The following guide details the steps followed in upgrading the LLVM version supported by IR2Vec

Compile the IR2Vec binary

Instructions for the same are present here

Generating .ll files for re-training.

The git repo IR2Vec-Version-Upgrade-Checks has the required scripts to be run for this process.
The repo is available here
Our relevant scripts and files will be present in the folder collect_ir.
- collect_ir/spec/get_ll_files_list.py
- collect_ir/boost/get_ll_files_list.py
- collect_ir/spec/get_ll_spec.sh
We use the C++ Library Boost, and the CPU-SPEC source codes to generate training data.
- Download these source codes.
Compile the relevant Boost .c* files with the relevant LLVM version.
- The folder has the script get_boost_ll.py for this purpose.
CPU/SPEC .c++ files compilation with the relevant LLVM version.
- For detailed instructions on this step, refer to here.

Collect the paths to all these compiled .ll / .o files in a single place using the scripts collect_ir/spec/get_ll_files_list.py and collect_ir/boost/get_ll_files_list.py.

Once we have compiled the list of all the .ll file paths, we go to the seed_embedding folder in the main IR2Vec repository. Here, our process will have to involve the following tasks.
- Generating Training Triplets
- Preprocessing the data
- Training on the data and generating a final embedding file.
- Using the embedding file to generate the test oracle.
- Running the testing to verify the validity of the entire upgrade process.

Generating Training Triplets

Run the triplets.sh bash file with relevant changes to update the llvm version. Instructions to run the same are available at seed_embeddings/README.md.

Preprocesing the data

In this same README.md file, we also have the instructions to run this next step.
The relevant file is present in the openKE folder, at IR2Vec/seed_embeddings/OpenKE/preprocess.py
Once the file has been run, we should have a preprocessed folder. Inside this folder, we should have the relevant preprocessed data generated.
Go ahead and create an empty embeddings folder here. This will be relevant for the next step.

We have recently retrained the IR2Vec embeddings with a larger dataset. This is the ComPile dataset. This dataset is a collection of LLVM IR files from open-source projects, and is considerably larger than the current dataset used in the original IR2Vec paper. Further details about the retraining process can be found here.

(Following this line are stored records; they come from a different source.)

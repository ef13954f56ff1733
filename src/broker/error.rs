// =============================================================================
// Broker error taxonomy
// =============================================================================
//
// Callers decide retry policy; nothing here retries. The variants distinguish
// what the worker must treat as transient (Transport, ApiFailure) from what
// must reach the user verbatim (BadRequest, RejectedByBroker).
// =============================================================================

use thiserror::Error;

/// All failures the broker gateway can produce.
#[derive(Debug, Error)]
pub enum BrokerError {
    /// Connection, TLS, timeout or body-read failure.
    #[error("broker transport error: {0}")]
    Transport(#[from] reqwest::Error),

    /// The broker answered, but the payload did not match the expected shape.
    #[error("broker response decode error: {0}")]
    Decode(String),

    /// The broker served an HTML page instead of JSON — the request hit a
    /// web route rather than the API (wrong base URL or path).
    #[error("broker endpoint not found: {0} answered with HTML")]
    EndpointNotFound(String),

    /// HTTP 400 — the broker's own message, verbatim.
    #[error("{0}")]
    BadRequest(String),

    /// Any other non-2xx response.
    #[error("broker API failure (HTTP {code}): {body}")]
    ApiFailure { code: u16, body: String },

    /// HTTP 200 with an envelope `status` other than `"success"` — the
    /// remote's message, verbatim.
    #[error("{0}")]
    RejectedByBroker(String),
}

pub type Result<T> = std::result::Result<T, BrokerError>;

Once the trainIDs, relations and entities files are generated, we can use them, as it is, in the training process as described before.

Training

The next file to run is the generate_embeddings_ray.py file in the openKE folder.
- Use the openKE.yaml file to create the conda environment.
- This environment should have Ray and tensorflow installed.
- Modify the _ray.py file with relevant training hyperparameters.
- Run the file using the command python3 generate_embeddings_ray.py. This will run the training, generate the best embedding file and record the results.
- Once we have generated the embeddings files, we have to use the embeddings file to update the oracle and get the test_suite working.
- Copy the best embedding file into seedEmbedding.txt and move it to the vocabulary folder. Remove any prior files present there.

Generate Test Oracle

For this, we now move to the src folder. This folder contains the test-suite folder as well.
Here, two scripts are of importance. generate_llfiles.sh and generateOracle.sh. Run both of these files with the appropriate version of llvm.
- Modify CMakeLists.txt in the test-suite folder with the appropriate changes.
- Similarly, modify the sanity_check.sh.cmake file with the appropriate paths for vocabulary, llvm version, etc.

Verification

Go to the build folder. Regenerate the contents using the CMAKE call from the build process
Run make check. This should compile successfully.

Cosmetics

At this point, most of the code works as expected, however, for complete online testing and evaluation, we need to ensure that the appropriate llvm version is used throughout the code.
For this, running the command git grep .. helps.
For eg. Say, if we are changing from llvm16 to llvm17, we can run the following commands to spot any required version changes in the code.
- git grep 16
- git grep llvm16
For the complete evaluation, we need to update the docker image as well.
The docker images for running the Github tests are available here.
The instructions to generate a new Docker image for the updated version are available here

Pushing commits

Update test.yml in github workflows.
Install pre-commit in a fresh conda environment.
To test locally, run pre-commit install, followed by pre-commit run --all-files.

Once all this is done, you should be able to push the commits without any test failures.